12. The air supply system of claim 3, wherein the converter is configured to adapt the operation of at least one of the plurality of electrical consumers based on the received measured air-specific and/or consumer-specific variable based on comparison between the received measured air-specific and/or consumer-specific variable and the setpoint variable assigned thereto in response to a faulty operating state of the at least one of the plurality of electrical consumers, including at least one of switching to emergency operation, deactivation or providing warning signals to superordinate electronics, and/or initiating maintenance measures.

13. The air supply system of claim 1, wherein the converter comprises a communication interface configured to be read by a separate readout device and/or to communicate wirelessly with superordinate electronics that include at least one of a vehicle controller and a stationary data processing device.

14. The air supply system of claim 1, wherein the converter is configured designed to generate an analog control signal for regulating, at least one of the group of multiple consumers.

15. The air supply system of claim 1, wherein the converter is connected to an additional electrical energy source including one of a battery and an accumulator that powers the air supply system in response to failure of the power supply.

16. A method for regulating and/or monitoring an air supply system having a plurality of electrical consumers including at least one of a compressor, an air dryer, and a valve, and having a converter coupled to a power supply of a rail vehicle for matching a voltage and/or frequency provided by the power supply to an operating voltage and/or operating frequency of at least one of the plurality of electrical consumers, with which the electrical consumer is to be operated, of a rail vehicle, wherein:

power is provided to the air supply system,

the operating voltage and/or an operating frequency for operating at least one of the plurality of electrical consumers is generated from the power supply by way of the converter, and

the operation of at least two of the plurality of electrical consumers is regulated, and/or monitored by way of the converter.

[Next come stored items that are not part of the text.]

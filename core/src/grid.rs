use core::ops::{Index, IndexMut};
use ndarray::Array2;

use crate::*;

/// Square store of cells addressed by `(x, y)` or by linear position.
#[derive(Clone, Debug, PartialEq)]
pub struct Grid {
    cells: Array2<Cell>,
    side: Coord,
}

impl Grid {
    pub fn new(side: Coord) -> Self {
        Self {
            cells: Array2::default((side, side).to_nd_index()),
            side,
        }
    }

    pub fn side(&self) -> Coord {
        self.side
    }

    pub fn total_cells(&self) -> CellCount {
        mult(self.side, self.side)
    }

    pub fn contains(&self, (x, y): Coord2) -> bool {
        x < self.side && y < self.side
    }

    pub fn validate_coords(&self, coords: Coord2) -> Result<Coord2> {
        if self.contains(coords) {
            Ok(coords)
        } else {
            Err(GameError::InvalidCoords)
        }
    }

    /// Maps a linear position back to `(x, y)`, or `None` when outside the board.
    pub fn decode(&self, position: Position) -> Option<Coord2> {
        let position = CellCount::try_from(position).ok()?;
        if position >= self.total_cells() {
            return None;
        }
        let side = CellCount::from(self.side);
        let x = (position % side).try_into().ok()?;
        let y = (position / side).try_into().ok()?;
        Some((x, y))
    }

    pub fn encode(&self, (x, y): Coord2) -> Position {
        Position::from(y) * Position::from(self.side) + Position::from(x)
    }

    pub fn iter_neighbors(&self, coords: Coord2) -> NeighborIter {
        NeighborIter::new(coords, self.side)
    }

    /// All coordinates in linear position order.
    pub fn iter_coords(&self) -> impl Iterator<Item = Coord2> + use<> {
        let side = self.side;
        (0..side).flat_map(move |y| (0..side).map(move |x| (x, y)))
    }

    /// Sets the mine bit, returning `false` if the cell already had one.
    pub fn place_mine(&mut self, coords: Coord2) -> bool {
        let cell = &mut self[coords];
        if cell.has_mine {
            false
        } else {
            cell.has_mine = true;
            true
        }
    }

    pub fn mine_count(&self) -> CellCount {
        self.count_where(Cell::has_mine)
    }

    pub fn revealed_count(&self) -> CellCount {
        self.count_where(Cell::is_revealed)
    }

    pub fn flagged_count(&self) -> CellCount {
        self.count_where(Cell::is_flagged)
    }

    fn count_where(&self, predicate: impl Fn(Cell) -> bool) -> CellCount {
        // at most 255 * 255 cells, always fits
        self.cells.iter().filter(|&&cell| predicate(cell)).count() as CellCount
    }
}

impl Index<Coord2> for Grid {
    type Output = Cell;

    fn index(&self, coords: Coord2) -> &Self::Output {
        &self.cells[coords.to_nd_index()]
    }
}

impl IndexMut<Coord2> for Grid {
    fn index_mut(&mut self, coords: Coord2) -> &mut Self::Output {
        &mut self.cells[coords.to_nd_index()]
    }
}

17. The method of claim 16, wherein

the converter converts the voltage and/or frequency provided by the power supply to the operating voltage and/or operating frequency of the at least one electrical consumer, and/or

the converter controls and/or monitors operation of at least two of the plurality of electrical consumers based on control algorithms stored in electronics of the converter and/or of control signals received from superordinate electronics including a vehicle controller.

18. The method of claim 16, further comprising ascertaining, by at least one sensor, an air-specific measured variable and/or a consumer-specific measured variable, and/or an operating parameter of the converter, wherein the at least one sensor is arranged and/or assigned to at least one of the plurality of electrical consumers.

19. The method of claim 18, wherein the at least one sensor measures:

an upstream input pressure and/or a downstream output pressure, of a compressor, and/or

a differential pressure or an upstream input pressure and/or a downstream output pressure, of an upstream input filter of the compressor, and/or

a reservoir pressure or an upstream input pressure and/or a downstream output pressure, of an air dryer, and/or

an ambient temperature, a cooling air temperature or a downstream output temperature, of the air dryer or of a compressor motor of the compressor, and/or a degree of presence of oil particles or moisture in the air.

20. The air supply system of claim 3, wherein the air-specific measured variable is one of temperature, pressure, and air humidity, the consumer-specific measured variable is one of operating hours, temperature, wear, and input or output power, and the operating parameter is one of voltage or temperature.